### What is needed:
All of the data that appears below is to be given again precisely as written.

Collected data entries
========================================================================
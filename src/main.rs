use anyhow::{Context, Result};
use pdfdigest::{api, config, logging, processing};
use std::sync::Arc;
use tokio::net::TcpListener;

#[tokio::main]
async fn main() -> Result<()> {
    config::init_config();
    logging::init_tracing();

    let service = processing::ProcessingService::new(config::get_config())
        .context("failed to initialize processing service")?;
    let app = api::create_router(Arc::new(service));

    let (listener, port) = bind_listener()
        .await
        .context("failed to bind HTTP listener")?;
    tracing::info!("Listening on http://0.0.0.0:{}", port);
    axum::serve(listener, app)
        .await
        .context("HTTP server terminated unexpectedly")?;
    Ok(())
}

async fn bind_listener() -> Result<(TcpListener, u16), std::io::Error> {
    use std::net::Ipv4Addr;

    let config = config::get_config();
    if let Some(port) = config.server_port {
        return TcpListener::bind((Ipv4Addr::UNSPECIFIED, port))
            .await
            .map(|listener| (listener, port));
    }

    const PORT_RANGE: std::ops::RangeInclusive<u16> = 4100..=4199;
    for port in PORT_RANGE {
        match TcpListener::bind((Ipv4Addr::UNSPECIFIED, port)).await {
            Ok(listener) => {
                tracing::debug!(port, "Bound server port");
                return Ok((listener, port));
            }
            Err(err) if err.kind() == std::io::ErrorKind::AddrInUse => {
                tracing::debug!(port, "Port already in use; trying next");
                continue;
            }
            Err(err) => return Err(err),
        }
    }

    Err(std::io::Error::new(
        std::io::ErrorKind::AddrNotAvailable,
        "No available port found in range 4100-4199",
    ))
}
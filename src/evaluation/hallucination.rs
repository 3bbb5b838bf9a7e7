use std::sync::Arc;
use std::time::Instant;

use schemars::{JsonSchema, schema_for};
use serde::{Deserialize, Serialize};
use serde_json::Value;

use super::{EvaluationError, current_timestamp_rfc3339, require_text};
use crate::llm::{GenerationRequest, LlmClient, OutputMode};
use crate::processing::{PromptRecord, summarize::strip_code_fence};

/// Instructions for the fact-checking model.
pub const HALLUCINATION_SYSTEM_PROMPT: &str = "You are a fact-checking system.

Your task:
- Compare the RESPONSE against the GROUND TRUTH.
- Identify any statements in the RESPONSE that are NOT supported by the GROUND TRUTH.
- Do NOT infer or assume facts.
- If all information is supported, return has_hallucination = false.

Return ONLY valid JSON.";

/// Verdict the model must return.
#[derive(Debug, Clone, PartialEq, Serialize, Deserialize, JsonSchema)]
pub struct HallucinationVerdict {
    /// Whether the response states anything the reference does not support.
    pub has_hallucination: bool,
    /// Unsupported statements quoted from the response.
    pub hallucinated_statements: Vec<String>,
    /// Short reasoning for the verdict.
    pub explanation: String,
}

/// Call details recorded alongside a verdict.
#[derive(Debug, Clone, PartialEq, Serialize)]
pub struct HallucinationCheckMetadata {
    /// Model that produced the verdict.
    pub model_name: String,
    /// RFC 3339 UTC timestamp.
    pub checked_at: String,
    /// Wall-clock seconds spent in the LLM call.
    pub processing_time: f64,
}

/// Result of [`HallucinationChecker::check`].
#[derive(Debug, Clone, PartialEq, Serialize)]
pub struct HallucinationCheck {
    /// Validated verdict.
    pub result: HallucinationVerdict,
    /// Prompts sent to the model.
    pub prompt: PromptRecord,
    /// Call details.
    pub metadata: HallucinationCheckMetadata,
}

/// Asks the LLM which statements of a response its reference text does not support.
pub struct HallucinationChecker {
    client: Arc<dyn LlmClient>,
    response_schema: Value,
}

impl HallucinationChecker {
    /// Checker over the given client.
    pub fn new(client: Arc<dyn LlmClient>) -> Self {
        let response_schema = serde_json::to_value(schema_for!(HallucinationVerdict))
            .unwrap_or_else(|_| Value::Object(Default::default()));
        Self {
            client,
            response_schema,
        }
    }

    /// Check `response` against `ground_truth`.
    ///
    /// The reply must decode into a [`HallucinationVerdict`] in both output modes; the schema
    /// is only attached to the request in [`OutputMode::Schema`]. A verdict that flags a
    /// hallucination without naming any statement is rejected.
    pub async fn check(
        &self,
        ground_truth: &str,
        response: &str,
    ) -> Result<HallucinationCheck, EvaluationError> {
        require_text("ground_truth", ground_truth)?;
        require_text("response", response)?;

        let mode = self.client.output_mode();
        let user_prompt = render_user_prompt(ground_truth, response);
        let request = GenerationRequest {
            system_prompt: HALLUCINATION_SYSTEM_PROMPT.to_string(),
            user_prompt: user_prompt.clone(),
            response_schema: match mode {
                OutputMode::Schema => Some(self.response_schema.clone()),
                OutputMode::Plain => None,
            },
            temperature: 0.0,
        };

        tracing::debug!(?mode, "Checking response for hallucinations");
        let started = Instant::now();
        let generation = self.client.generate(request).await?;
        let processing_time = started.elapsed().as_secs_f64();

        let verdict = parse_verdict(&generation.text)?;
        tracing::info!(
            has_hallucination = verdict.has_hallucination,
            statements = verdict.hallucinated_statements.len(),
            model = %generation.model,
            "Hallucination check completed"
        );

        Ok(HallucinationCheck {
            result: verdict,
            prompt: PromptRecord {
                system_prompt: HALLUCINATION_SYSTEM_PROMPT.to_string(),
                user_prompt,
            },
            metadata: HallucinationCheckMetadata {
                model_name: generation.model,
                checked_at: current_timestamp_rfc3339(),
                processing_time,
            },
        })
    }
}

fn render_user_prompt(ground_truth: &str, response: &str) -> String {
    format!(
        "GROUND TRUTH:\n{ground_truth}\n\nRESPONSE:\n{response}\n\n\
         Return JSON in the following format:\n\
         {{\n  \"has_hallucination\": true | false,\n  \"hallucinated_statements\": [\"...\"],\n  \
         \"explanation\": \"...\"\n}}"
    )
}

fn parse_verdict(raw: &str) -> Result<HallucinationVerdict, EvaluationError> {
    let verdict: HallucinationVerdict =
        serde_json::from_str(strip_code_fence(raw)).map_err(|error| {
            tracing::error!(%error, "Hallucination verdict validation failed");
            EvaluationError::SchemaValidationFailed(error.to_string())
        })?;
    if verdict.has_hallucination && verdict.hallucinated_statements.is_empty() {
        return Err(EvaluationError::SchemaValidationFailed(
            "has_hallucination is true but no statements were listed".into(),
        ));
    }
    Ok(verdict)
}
========================================================================
### Exercise solution:
filename src/main.rs
use anyhow::{Context, Result};
use pdfdigest::{api, config, logging, processing};
use std::sync::Arc;
use tokio::net::TcpListener;

#[tokio::main]
async fn main() -> Result<()> {
    config::init_config();
    logging::init_tracing();

    let service = processing::ProcessingService::new(config::get_config())
        .context("failed to initialize processing service")?;
    let app = api::create_router(Arc::new(service));

    let (listener, port) = bind_listener()
        .await
        .context("failed to bind HTTP listener")?;
    tracing::info!("Listening on http://0.0.0.0:{}", port);
    axum::serve(listener, app)
        .await
        .context("HTTP server terminated unexpectedly")?;
    Ok(())
}

async fn bind_listener() -> Result<(TcpListener, u16), std::io::Error> {
    use std::net::Ipv4Addr;

    let config = config::get_config();
    if let Some(port) = config.server_port {
        return TcpListener::bind((Ipv4Addr::UNSPECIFIED, port))
            .await
            .map(|listener| (listener, port));
    }

    const PORT_RANGE: std::ops::RangeInclusive<u16> = 4100..=4199;
    for port in PORT_RANGE {
        match TcpListener::bind((Ipv4Addr::UNSPECIFIED, port)).await {
            Ok(listener) => {
                tracing::debug!(port, "Bound server port");
                return Ok((listener, port));
            }
            Err(err) if err.kind() == std::io::ErrorKind::AddrInUse => {
                tracing::debug!(port, "Port already in use; trying next");
                continue;
            }
            Err(err) => return Err(err),
        }
    }

    Err(std::io::Error::new(
        std::io::ErrorKind::AddrNotAvailable,
        "No available port found in range 4100-4199",
    ))
}
filename src/evaluation/hallucination.rs
repository 3bbb5b838bf9a7e7
use std::sync::Arc;
use std::time::Instant;

use schemars::{JsonSchema, schema_for};
use serde::{Deserialize, Serialize};
use serde_json::Value;

use super::{EvaluationError, current_timestamp_rfc3339, require_text};
use crate::llm::{GenerationRequest, LlmClient, OutputMode};
use crate::processing::{PromptRecord, summarize::strip_code_fence};

/// Instructions for the fact-checking model.
pub const HALLUCINATION_SYSTEM_PROMPT: &str = "You are a fact-checking system.

Your task:
- Compare the RESPONSE against the GROUND TRUTH.
- Identify any statements in the RESPONSE that are NOT supported by the GROUND TRUTH.
- Do NOT infer or assume facts.
- If all information is supported, return has_hallucination = false.

Return ONLY valid JSON.";

/// Verdict the model must return.
#[derive(Debug, Clone, PartialEq, Serialize, Deserialize, JsonSchema)]
pub struct HallucinationVerdict {
    /// Whether the response states anything the reference does not support.
    pub has_hallucination: bool,
    /// Unsupported statements quoted from the response.
    pub hallucinated_statements: Vec<String>,
    /// Short reasoning for the verdict.
    pub explanation: String,
}

/// Call details recorded alongside a verdict.
#[derive(Debug, Clone, PartialEq, Serialize)]
pub struct HallucinationCheckMetadata {
    /// Model that produced the verdict.
    pub model_name: String,
    /// RFC 3339 UTC timestamp.
    pub checked_at: String,
    /// Wall-clock seconds spent in the LLM call.
    pub processing_time: f64,
}

/// Result of [`HallucinationChecker::check`].
#[derive(Debug, Clone, PartialEq, Serialize)]
pub struct HallucinationCheck {
    /// Validated verdict.
    pub result: HallucinationVerdict,
    /// Prompts sent to the model.
    pub prompt: PromptRecord,
    /// Call details.
    pub metadata: HallucinationCheckMetadata,
}

/// Asks the LLM which statements of a response its reference text does not support.
pub struct HallucinationChecker {
    client: Arc<dyn LlmClient>,
    response_schema: Value,
}

impl HallucinationChecker {
    /// Checker over the given client.
    pub fn new(client: Arc<dyn LlmClient>) -> Self {
        let response_schema = serde_json::to_value(schema_for!(HallucinationVerdict))
            .unwrap_or_else(|_| Value::Object(Default::default()));
        Self {
            client,
            response_schema,
        }
    }

    /// Check `response` against `ground_truth`.
    ///
    /// The reply must decode into a [`HallucinationVerdict`] in both output modes; the schema
    /// is only attached to the request in [`OutputMode::Schema`]. A verdict that flags a
    /// hallucination without naming any statement is rejected.
    pub async fn check(
        &self,
        ground_truth: &str,
        response: &str,
    ) -> Result<HallucinationCheck, EvaluationError> {
        require_text("ground_truth", ground_truth)?;
        require_text("response", response)?;

        let mode = self.client.output_mode();
        let user_prompt = render_user_prompt(ground_truth, response);
        let request = GenerationRequest {
            system_prompt: HALLUCINATION_SYSTEM_PROMPT.to_string(),
            user_prompt: user_prompt.clone(),
            response_schema: match mode {
                OutputMode::Schema => Some(self.response_schema.clone()),
                OutputMode::Plain => None,
            },
            temperature: 0.0,
        };

        tracing::debug!(?mode, "Checking response for hallucinations");
        let started = Instant::now();
        let generation = self.client.generate(request).await?;
        let processing_time = started.elapsed().as_secs_f64();

        let verdict = parse_verdict(&generation.text)?;
        tracing::info!(
            has_hallucination = verdict.has_hallucination,
            statements = verdict.hallucinated_statements.len(),
            model = %generation.model,
            "Hallucination check completed"
        );

        Ok(HallucinationCheck {
            result: verdict,
            prompt: PromptRecord {
                system_prompt: HALLUCINATION_SYSTEM_PROMPT.to_string(),
                user_prompt,
            },
            metadata: HallucinationCheckMetadata {
                model_name: generation.model,
                checked_at: current_timestamp_rfc3339(),
                processing_time,
            },
        })
    }
}

fn render_user_prompt(ground_truth: &str, response: &str) -> String {
    format!(
        "GROUND TRUTH:\n{ground_truth}\n\nRESPONSE:\n{response}\n\n\
         Return JSON in the following format:\n\
         {{\n  \"has_hallucination\": true | false,\n  \"hallucinated_statements\": [\"...\"],\n  \
         \"explanation\": \"...\"\n}}"
    )
}

fn parse_verdict(raw: &str) -> Result<HallucinationVerdict, EvaluationError> {
    let verdict: HallucinationVerdict =
        serde_json::from_str(strip_code_fence(raw)).map_err(|error| {
            tracing::error!(%error, "Hallucination verdict validation failed");
            EvaluationError::SchemaValidationFailed(error.to_string())
        })?;
    if verdict.has_hallucination && verdict.hallucinated_statements.is_empty() {
        return Err(EvaluationError::SchemaValidationFailed(
            "has_hallucination is true but no statements were listed".into(),
        ));
    }
    Ok(verdict)
}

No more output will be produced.